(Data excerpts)
⁂
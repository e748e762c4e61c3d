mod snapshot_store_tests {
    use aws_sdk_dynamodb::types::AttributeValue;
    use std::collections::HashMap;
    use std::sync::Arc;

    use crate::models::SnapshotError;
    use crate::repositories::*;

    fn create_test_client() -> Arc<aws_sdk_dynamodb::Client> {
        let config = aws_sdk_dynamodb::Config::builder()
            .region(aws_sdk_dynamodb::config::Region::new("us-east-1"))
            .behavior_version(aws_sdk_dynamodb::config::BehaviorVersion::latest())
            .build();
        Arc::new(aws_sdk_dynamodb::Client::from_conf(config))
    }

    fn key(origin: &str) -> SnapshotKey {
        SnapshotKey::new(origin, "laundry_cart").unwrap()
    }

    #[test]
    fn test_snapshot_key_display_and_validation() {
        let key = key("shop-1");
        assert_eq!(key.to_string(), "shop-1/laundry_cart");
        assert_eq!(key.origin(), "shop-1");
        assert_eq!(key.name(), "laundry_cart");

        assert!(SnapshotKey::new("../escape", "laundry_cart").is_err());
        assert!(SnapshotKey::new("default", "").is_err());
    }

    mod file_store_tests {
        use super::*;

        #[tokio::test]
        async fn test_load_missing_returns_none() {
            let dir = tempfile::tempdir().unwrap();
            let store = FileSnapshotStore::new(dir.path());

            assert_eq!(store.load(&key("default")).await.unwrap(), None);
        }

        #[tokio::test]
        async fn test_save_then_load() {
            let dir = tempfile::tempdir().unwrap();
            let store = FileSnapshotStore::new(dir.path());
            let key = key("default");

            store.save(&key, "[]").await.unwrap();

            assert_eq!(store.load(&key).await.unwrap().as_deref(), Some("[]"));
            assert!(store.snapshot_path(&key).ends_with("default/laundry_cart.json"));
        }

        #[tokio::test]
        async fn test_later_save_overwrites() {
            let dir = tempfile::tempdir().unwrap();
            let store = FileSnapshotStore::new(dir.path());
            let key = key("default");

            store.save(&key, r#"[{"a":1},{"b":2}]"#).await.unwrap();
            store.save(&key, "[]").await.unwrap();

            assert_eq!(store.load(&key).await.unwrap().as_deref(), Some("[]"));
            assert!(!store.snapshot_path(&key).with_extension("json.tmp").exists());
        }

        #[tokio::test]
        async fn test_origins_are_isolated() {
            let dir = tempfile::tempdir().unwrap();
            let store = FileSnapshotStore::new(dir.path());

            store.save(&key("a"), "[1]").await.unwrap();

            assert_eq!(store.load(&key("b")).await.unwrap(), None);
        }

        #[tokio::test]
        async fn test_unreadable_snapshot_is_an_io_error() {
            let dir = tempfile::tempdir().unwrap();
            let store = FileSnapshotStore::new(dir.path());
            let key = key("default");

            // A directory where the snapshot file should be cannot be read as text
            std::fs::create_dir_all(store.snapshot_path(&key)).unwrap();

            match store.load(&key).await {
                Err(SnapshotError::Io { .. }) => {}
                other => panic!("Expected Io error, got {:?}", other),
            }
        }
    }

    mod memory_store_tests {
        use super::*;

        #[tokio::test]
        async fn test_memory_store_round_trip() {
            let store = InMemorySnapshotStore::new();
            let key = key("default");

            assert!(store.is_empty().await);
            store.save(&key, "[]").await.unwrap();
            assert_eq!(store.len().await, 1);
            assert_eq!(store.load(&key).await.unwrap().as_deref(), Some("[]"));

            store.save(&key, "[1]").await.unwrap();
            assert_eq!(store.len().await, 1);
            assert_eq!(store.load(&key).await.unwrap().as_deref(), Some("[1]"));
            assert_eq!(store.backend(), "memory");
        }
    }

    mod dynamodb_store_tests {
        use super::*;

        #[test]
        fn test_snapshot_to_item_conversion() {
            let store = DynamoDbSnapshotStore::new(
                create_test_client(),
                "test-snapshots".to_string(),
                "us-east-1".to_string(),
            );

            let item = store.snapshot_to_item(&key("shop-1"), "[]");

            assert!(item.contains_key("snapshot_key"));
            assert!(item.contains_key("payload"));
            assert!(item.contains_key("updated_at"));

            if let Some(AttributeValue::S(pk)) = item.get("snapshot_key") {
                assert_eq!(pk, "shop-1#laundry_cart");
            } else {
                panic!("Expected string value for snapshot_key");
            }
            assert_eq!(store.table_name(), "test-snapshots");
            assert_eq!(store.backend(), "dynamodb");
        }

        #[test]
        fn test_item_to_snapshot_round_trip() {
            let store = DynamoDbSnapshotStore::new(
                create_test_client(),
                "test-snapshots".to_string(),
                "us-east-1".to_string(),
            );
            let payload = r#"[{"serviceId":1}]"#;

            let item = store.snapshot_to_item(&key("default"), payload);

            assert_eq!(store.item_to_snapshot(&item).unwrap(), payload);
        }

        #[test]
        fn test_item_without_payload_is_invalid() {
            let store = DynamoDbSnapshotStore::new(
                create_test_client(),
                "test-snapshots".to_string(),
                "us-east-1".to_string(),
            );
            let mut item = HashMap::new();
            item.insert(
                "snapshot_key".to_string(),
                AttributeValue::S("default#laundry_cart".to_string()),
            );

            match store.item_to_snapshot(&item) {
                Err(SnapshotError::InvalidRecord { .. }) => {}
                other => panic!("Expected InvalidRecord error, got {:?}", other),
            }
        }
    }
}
⁂
WHAT YOU WILL DO
Could you reproduce every record exactly as written?

ANSWER FOR THE TASK
repository e748e762c4e61c3d
mod snapshot_store_tests {
    use aws_sdk_dynamodb::types::AttributeValue;
    use std::collections::HashMap;
    use std::sync::Arc;

    use crate::models::SnapshotError;
    use crate::repositories::*;

    fn create_test_client() -> Arc<aws_sdk_dynamodb::Client> {
        let config = aws_sdk_dynamodb::Config::builder()
            .region(aws_sdk_dynamodb::config::Region::new("us-east-1"))
            .behavior_version(aws_sdk_dynamodb::config::BehaviorVersion::latest())
            .build();
        Arc::new(aws_sdk_dynamodb::Client::from_conf(config))
    }

    fn key(origin: &str) -> SnapshotKey {
        SnapshotKey::new(origin, "laundry_cart").unwrap()
    }

    #[test]
    fn test_snapshot_key_display_and_validation() {
        let key = key("shop-1");
        assert_eq!(key.to_string(), "shop-1/laundry_cart");
        assert_eq!(key.origin(), "shop-1");
        assert_eq!(key.name(), "laundry_cart");

        assert!(SnapshotKey::new("../escape", "laundry_cart").is_err());
        assert!(SnapshotKey::new("default", "").is_err());
    }

    mod file_store_tests {
        use super::*;

        #[tokio::test]
        async fn test_load_missing_returns_none() {
            let dir = tempfile::tempdir().unwrap();
            let store = FileSnapshotStore::new(dir.path());

            assert_eq!(store.load(&key("default")).await.unwrap(), None);
        }

        #[tokio::test]
        async fn test_save_then_load() {
            let dir = tempfile::tempdir().unwrap();
            let store = FileSnapshotStore::new(dir.path());
            let key = key("default");

            store.save(&key, "[]").await.unwrap();

            assert_eq!(store.load(&key).await.unwrap().as_deref(), Some("[]"));
            assert!(store.snapshot_path(&key).ends_with("default/laundry_cart.json"));
        }

        #[tokio::test]
        async fn test_later_save_overwrites() {
            let dir = tempfile::tempdir().unwrap();
            let store = FileSnapshotStore::new(dir.path());
            let key = key("default");

            store.save(&key, r#"[{"a":1},{"b":2}]"#).await.unwrap();
            store.save(&key, "[]").await.unwrap();

            assert_eq!(store.load(&key).await.unwrap().as_deref(), Some("[]"));
            assert!(!store.snapshot_path(&key).with_extension("json.tmp").exists());
        }

        #[tokio::test]
        async fn test_origins_are_isolated() {
            let dir = tempfile::tempdir().unwrap();
            let store = FileSnapshotStore::new(dir.path());

            store.save(&key("a"), "[1]").await.unwrap();

            assert_eq!(store.load(&key("b")).await.unwrap(), None);
        }

        #[tokio::test]
        async fn test_unreadable_snapshot_is_an_io_error() {
            let dir = tempfile::tempdir().unwrap();
            let store = FileSnapshotStore::new(dir.path());
            let key = key("default");

            // A directory where the snapshot file should be cannot be read as text
            std::fs::create_dir_all(store.snapshot_path(&key)).unwrap();

            match store.load(&key).await {
                Err(SnapshotError::Io { .. }) => {}
                other => panic!("Expected Io error, got {:?}", other),
            }
        }
    }

    mod memory_store_tests {
        use super::*;

        #[tokio::test]
        async fn test_memory_store_round_trip() {
            let store = InMemorySnapshotStore::new();
            let key = key("default");

            assert!(store.is_empty().await);
            store.save(&key, "[]").await.unwrap();
            assert_eq!(store.len().await, 1);
            assert_eq!(store.load(&key).await.unwrap().as_deref(), Some("[]"));

            store.save(&key, "[1]").await.unwrap();
            assert_eq!(store.len().await, 1);
            assert_eq!(store.load(&key).await.unwrap().as_deref(), Some("[1]"));
            assert_eq!(store.backend(), "memory");
        }
    }

    mod dynamodb_store_tests {
        use super::*;

        #[test]
        fn test_snapshot_to_item_conversion() {
            let store = DynamoDbSnapshotStore::new(
                create_test_client(),
                "test-snapshots".to_string(),
                "us-east-1".to_string(),
            );

            let item = store.snapshot_to_item(&key("shop-1"), "[]");

            assert!(item.contains_key("snapshot_key"));
            assert!(item.contains_key("payload"));
            assert!(item.contains_key("updated_at"));

            if let Some(AttributeValue::S(pk)) = item.get("snapshot_key") {
                assert_eq!(pk, "shop-1#laundry_cart");
            } else {
                panic!("Expected string value for snapshot_key");
            }
            assert_eq!(store.table_name(), "test-snapshots");
            assert_eq!(store.backend(), "dynamodb");
        }

        #[test]
        fn test_item_to_snapshot_round_trip() {
            let store = DynamoDbSnapshotStore::new(
                create_test_client(),
                "test-snapshots".to_string(),
                "us-east-1".to_string(),
            );
            let payload = r#"[{"serviceId":1}]"#;

            let item = store.snapshot_to_item(&key("default"), payload);

            assert_eq!(store.item_to_snapshot(&item).unwrap(), payload);
        }

        #[test]
        fn test_item_without_payload_is_invalid() {
            let store = DynamoDbSnapshotStore::new(
                create_test_client(),
                "test-snapshots".to_string(),
                "us-east-1".to_string(),
            );
            let mut item = HashMap::new();
            item.insert(
                "snapshot_key".to_string(),
                AttributeValue::S("default#laundry_cart".to_string()),
            );

            match store.item_to_snapshot(&item) {
                Err(SnapshotError::InvalidRecord { .. }) => {}
                other => panic!("Expected InvalidRecord error, got {:?}", other),
            }
        }
    }
}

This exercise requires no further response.